The release of the Terms of Reference delivers on one of Labor’s key 2010 election commitments as well as an undertaking in the agreement with The Greens.

Sunday, 31 October 2010

Terms of reference

A strategic study will be undertaken on the implementation of a high speed rail network on the east coast of Australia.

The study will focus on identifying possible routes, corridor preservation and station options, including city-centre, city-periphery and airport stations. This will provide a basis for route development, indicative transit times and high-level construction costs.

As part of the core network element at the centre of the east coast corridor, the Newcastle–Sydney ‘spine’ will be a central aspect of this work. Options for links northwards to Brisbane and southwards to Canberra and Melbourne will also be considered.

Specifically the study will:

· Identify undeveloped land corridors and/or existing corridors that could be considered for a high speed railway, and preservation strategies;

· Identify the main design decisions and requirements to build and operate a viable high speed rail network on the east coast of Australia;

· Present route and station options, including indicative construction costs and interaction with other transport modes;

· Provide costs estimates of undertaking the next stages of work, such as detailed route alignment identification and corridor resumptions;

· Identify potential financing and business operating models for the construction and operation of a high speed railway;

· Provide advice and options on relevant construction, engineering, financial and environmental considerations.
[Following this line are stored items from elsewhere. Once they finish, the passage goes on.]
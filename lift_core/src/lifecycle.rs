//! Mesocycle state transitions: `pending -> active -> {completed | cancelled}`.
//!
//! Every function here runs against a working copy inside a store
//! transaction; an error leaves the stored state unchanged.

use crate::config::ProgressionConfig;
use crate::generator::{generate_workouts, GenerationRequest, GenerationSummary};
use crate::plan::require_trainable;
use crate::{Database, Error, Mesocycle, MesocycleStatus, Result};
use chrono::{DateTime, NaiveDate, Utc};
use uuid::Uuid;

fn ensure_no_other_active(db: &Database, except: Option<Uuid>) -> Result<()> {
    match db.active_mesocycle() {
        Some(active) if Some(active.id) != except => Err(Error::Conflict(
            "An active mesocycle already exists".into(),
        )),
        _ => Ok(()),
    }
}

fn ensure_active(meso: &Mesocycle, action: &str) -> Result<()> {
    if meso.status != MesocycleStatus::Active {
        return Err(Error::Validation(format!(
            "Cannot {} mesocycle {}: it is {}",
            action, meso.id, meso.status
        )));
    }
    Ok(())
}

/// Create a pending mesocycle from a registered plan
pub fn create_mesocycle(
    db: &mut Database,
    plan_id: &str,
    start_date: NaiveDate,
    now: DateTime<Utc>,
) -> Result<Mesocycle> {
    let plan = db.plan(plan_id)?;
    plan.ensure_valid()?;
    let layout = plan.layout();
    require_trainable(&layout)?;
    ensure_no_other_active(db, None)?;

    let meso = Mesocycle {
        id: Uuid::new_v4(),
        plan_id: plan.id.clone(),
        start_date,
        current_week: 0,
        schedule: plan.schedule(),
        status: MesocycleStatus::Pending,
        layout,
        created_at: now,
        updated_at: now,
    };
    db.mesocycles.insert(meso.id, meso.clone());

    tracing::info!(
        "Created mesocycle {} from plan '{}' starting {}",
        meso.id,
        plan_id,
        start_date
    );
    Ok(meso)
}

/// Activate a pending mesocycle and generate every week's workouts
pub fn start_mesocycle(
    db: &mut Database,
    mesocycle_id: Uuid,
    policy: &ProgressionConfig,
    now: DateTime<Utc>,
) -> Result<(Mesocycle, GenerationSummary)> {
    let meso = db.mesocycle(mesocycle_id)?.clone();
    ensure_no_other_active(db, Some(meso.id))?;
    if meso.status != MesocycleStatus::Pending {
        return Err(Error::Conflict(format!(
            "Mesocycle {} is {}, only a pending mesocycle can be started",
            meso.id, meso.status
        )));
    }
    require_trainable(&meso.layout)?;

    let summary = generate_workouts(
        db,
        &GenerationRequest {
            mesocycle_id: meso.id,
            start_date: meso.start_date,
            layout: &meso.layout,
            schedule: &meso.schedule,
            weeks: 1..=meso.duration_weeks(),
            only_day: None,
            not_before: None,
            policy,
        },
    )?;

    let stored = db.mesocycle_mut(meso.id)?;
    stored.status = MesocycleStatus::Active;
    stored.current_week = 1;
    stored.updated_at = now;

    tracing::info!(
        "Started mesocycle {}: {} workouts, {} sets",
        meso.id,
        summary.created + summary.replaced,
        summary.sets_created
    );
    Ok((stored.clone(), summary))
}

/// Move to the next week and regenerate the pending tail
///
/// Weeks after the previous one are regenerated so their targets reflect the
/// completion logged so far; locked workouts are kept as they are.
pub fn advance_week(
    db: &mut Database,
    mesocycle_id: Uuid,
    policy: &ProgressionConfig,
    now: DateTime<Utc>,
) -> Result<(Mesocycle, GenerationSummary)> {
    let meso = db.mesocycle(mesocycle_id)?.clone();
    ensure_active(&meso, "advance")?;
    if meso.current_week >= meso.duration_weeks() {
        return Err(Error::Validation(format!(
            "Mesocycle {} is already in its final week ({})",
            meso.id, meso.current_week
        )));
    }

    let next = meso.current_week + 1;
    let summary = generate_workouts(
        db,
        &GenerationRequest {
            mesocycle_id: meso.id,
            start_date: meso.start_date,
            layout: &meso.layout,
            schedule: &meso.schedule,
            weeks: next..=meso.duration_weeks(),
            only_day: None,
            not_before: None,
            policy,
        },
    )?;

    let stored = db.mesocycle_mut(meso.id)?;
    stored.current_week = next;
    stored.updated_at = now;

    tracing::info!("Mesocycle {} advanced to week {}", meso.id, next);
    Ok((stored.clone(), summary))
}

fn finish(
    db: &mut Database,
    mesocycle_id: Uuid,
    status: MesocycleStatus,
    now: DateTime<Utc>,
) -> Result<Mesocycle> {
    let action = match status {
        MesocycleStatus::Cancelled => "cancel",
        _ => "complete",
    };
    let meso = db.mesocycle_mut(mesocycle_id)?;
    ensure_active(meso, action)?;
    meso.status = status;
    meso.updated_at = now;

    tracing::info!("Mesocycle {} is now {}", meso.id, status);
    Ok(meso.clone())
}

/// Mark an active mesocycle completed; workouts are kept as history
pub fn complete_mesocycle(db: &mut Database, mesocycle_id: Uuid, now: DateTime<Utc>) -> Result<Mesocycle> {
    finish(db, mesocycle_id, MesocycleStatus::Completed, now)
}

/// Cancel an active mesocycle; workouts are kept as history
pub fn cancel_mesocycle(db: &mut Database, mesocycle_id: Uuid, now: DateTime<Utc>) -> Result<Mesocycle> {
    finish(db, mesocycle_id, MesocycleStatus::Cancelled, now)
}
//! Logging actual set values against scheduled workouts.
//!
//! Logging the first set moves a workout from `pending` to `in_progress`,
//! after which regeneration and plan edits no longer touch it.

use crate::{Database, Error, MesocycleStatus, Result, Workout, WorkoutStatus};
use chrono::{DateTime, Utc};
use serde::{Deserialize, Serialize};
use uuid::Uuid;

/// One logged set
#[derive(Clone, Debug, Serialize, Deserialize)]
pub struct SetEntry {
    pub workout_id: Uuid,
    pub exercise_id: String,
    pub set_number: u32,
    pub weight: f64,
    pub reps: u32,
}

fn ensure_mesocycle_active(db: &Database, workout: &Workout) -> Result<()> {
    let meso = db.mesocycle(workout.mesocycle_id)?;
    if meso.status != MesocycleStatus::Active {
        return Err(Error::Conflict(format!(
            "Mesocycle {} is {}, workouts can only be logged while it is active",
            meso.id, meso.status
        )));
    }
    Ok(())
}

/// Record actual weight and reps for one set
pub fn log_set(db: &mut Database, entry: &SetEntry, now: DateTime<Utc>) -> Result<Workout> {
    if !(entry.weight >= 0.0) {
        return Err(Error::Validation(format!(
            "Logged weight must not be negative, got {}",
            entry.weight
        )));
    }

    ensure_mesocycle_active(db, db.workout(entry.workout_id)?)?;
    let workout = db.workout_mut(entry.workout_id)?;
    if workout.status == WorkoutStatus::Completed {
        return Err(Error::Conflict(format!(
            "Workout {} is already completed",
            workout.id
        )));
    }

    let set = workout
        .sets
        .iter_mut()
        .find(|s| s.exercise_id == entry.exercise_id && s.set_number == entry.set_number)
        .ok_or_else(|| {
            Error::NotFound(format!(
                "Set {} of '{}' not found in workout {}",
                entry.set_number, entry.exercise_id, entry.workout_id
            ))
        })?;
    set.actual_weight = Some(entry.weight);
    set.actual_reps = Some(entry.reps);
    set.logged_at = Some(now);

    if workout.status == WorkoutStatus::Pending {
        workout.status = WorkoutStatus::InProgress;
        workout.started_at = Some(now);
    }

    tracing::info!(
        "Logged {} set {}: {} x {} in workout {}",
        entry.exercise_id,
        entry.set_number,
        entry.weight,
        entry.reps,
        entry.workout_id
    );
    Ok(workout.clone())
}

/// Mark a workout as completed; unlogged sets stay unlogged
pub fn complete_workout(db: &mut Database, workout_id: Uuid, now: DateTime<Utc>) -> Result<Workout> {
    ensure_mesocycle_active(db, db.workout(workout_id)?)?;
    let workout = db.workout_mut(workout_id)?;
    if workout.status == WorkoutStatus::Completed {
        return Err(Error::Conflict(format!(
            "Workout {} is already completed",
            workout_id
        )));
    }

    workout.status = WorkoutStatus::Completed;
    workout.started_at.get_or_insert(now);
    workout.completed_at = Some(now);

    let logged = workout.sets.iter().filter(|s| s.is_logged()).count();
    tracing::info!(
        "Completed workout {} ({}/{} sets logged)",
        workout_id,
        logged,
        workout.sets.len()
    );
    Ok(workout.clone())
}

#[cfg(test)]
mod tests {
    use super::*;
    use crate::config::ProgressionConfig;
    use crate::generator::{generate_workouts, GenerationRequest};
    use crate::test_utils::*;

    fn seeded(status: MesocycleStatus) -> (Database, Uuid) {
        let plan = plan("ul", 2, false, upper_lower_layout());
        let meso = mesocycle(&plan, status);
        let mut db = Database::default();
        let policy = ProgressionConfig::default();
        generate_workouts(
            &mut db,
            &GenerationRequest {
                mesocycle_id: meso.id,
                start_date: meso.start_date,
                layout: &meso.layout,
                schedule: &meso.schedule,
                weeks: 1..=2,
                only_day: None,
                not_before: None,
                policy: &policy,
            },
        )
        .unwrap();
        let workout_id = db.find_workout(meso.id, "upper", 1).unwrap().id;
        db.mesocycles.insert(meso.id, meso);
        (db, workout_id)
    }

    fn entry(workout_id: Uuid, exercise: &str, set_number: u32) -> SetEntry {
        SetEntry {
            workout_id,
            exercise_id: exercise.into(),
            set_number,
            weight: 100.0,
            reps: 8,
        }
    }

    #[test]
    fn test_first_log_starts_workout() {
        let (mut db, workout_id) = seeded(MesocycleStatus::Active);
        let workout = log_set(&mut db, &entry(workout_id, "bench", 1), Utc::now()).unwrap();
        assert_eq!(workout.status, WorkoutStatus::InProgress);
        assert!(workout.started_at.is_some());
        let set = workout.sets_for("bench").next().unwrap();
        assert_eq!(set.actual_weight, Some(100.0));
        assert_eq!(set.actual_reps, Some(8));
    }

    #[test]
    fn test_unknown_set_is_not_found() {
        let (mut db, workout_id) = seeded(MesocycleStatus::Active);
        let result = log_set(&mut db, &entry(workout_id, "bench", 9), Utc::now());
        assert!(matches!(result, Err(Error::NotFound(_))));

        let result = log_set(&mut db, &entry(Uuid::new_v4(), "bench", 1), Utc::now());
        assert!(matches!(result, Err(Error::NotFound(_))));
    }

    #[test]
    fn test_cannot_log_into_inactive_mesocycle() {
        let (mut db, workout_id) = seeded(MesocycleStatus::Cancelled);
        let result = log_set(&mut db, &entry(workout_id, "bench", 1), Utc::now());
        assert!(matches!(result, Err(Error::Conflict(_))));
    }

    #[test]
    fn test_complete_workout() {
        let (mut db, workout_id) = seeded(MesocycleStatus::Active);
        log_set(&mut db, &entry(workout_id, "bench", 1), Utc::now()).unwrap();

        let workout = complete_workout(&mut db, workout_id, Utc::now()).unwrap();
        assert_eq!(workout.status, WorkoutStatus::Completed);
        assert!(workout.completed_at.is_some());

        // Completed workouts are closed for logging and completion
        let again = complete_workout(&mut db, workout_id, Utc::now());
        assert!(matches!(again, Err(Error::Conflict(_))));
        let late = log_set(&mut db, &entry(workout_id, "bench", 2), Utc::now());
        assert!(matches!(late, Err(Error::Conflict(_))));
    }

    #[test]
    fn test_negative_weight_rejected() {
        let (mut db, workout_id) = seeded(MesocycleStatus::Active);
        let mut bad = entry(workout_id, "bench", 1);
        bad.weight = -5.0;
        assert!(matches!(
            log_set(&mut db, &bad, Utc::now()),
            Err(Error::Validation(_))
        ));
    }
}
The study will be managed by the Department of Infrastructure and Transport. It will draw on expertise from the public and private sectors, as well as international experience, growth forecasts and other contemporary data. Stakeholders will be consulted and contribute views through a formal reference group, which will include representatives from relevant Commonwealth, state and territory agencies and other key stakeholder groups.

The high speed rail implementation study will by July 2011:

· Identify the requirements for implementation of a viable HSR network on the east coast;
· Identify strategic route and station options, including high-level costing.

This initial phase will provide a basis for consultation and inform the specific direction of a second phase, including consideration of the specific corridors, routes and associated issues to be targeted for more detailed examination.

Further work from July 2011 will include:

· Detailed corridor alignment identification;

· Identification of preliminary geotechnical issues;

· Development of comprehensive robust cost estimates for preferred options;

· Further investigation of investment and (public and private) financing options;
· Detailed patronage and revenue forecasts;

· Consideration of preferred options in relation to other modes (for example, airport capacity implications resulting from diversion of air traffic to train).

This final work and report will take approximately 12 months to complete and inform the Australian Government and state and territory governments’ consideration of next steps for high speed rail in Australia.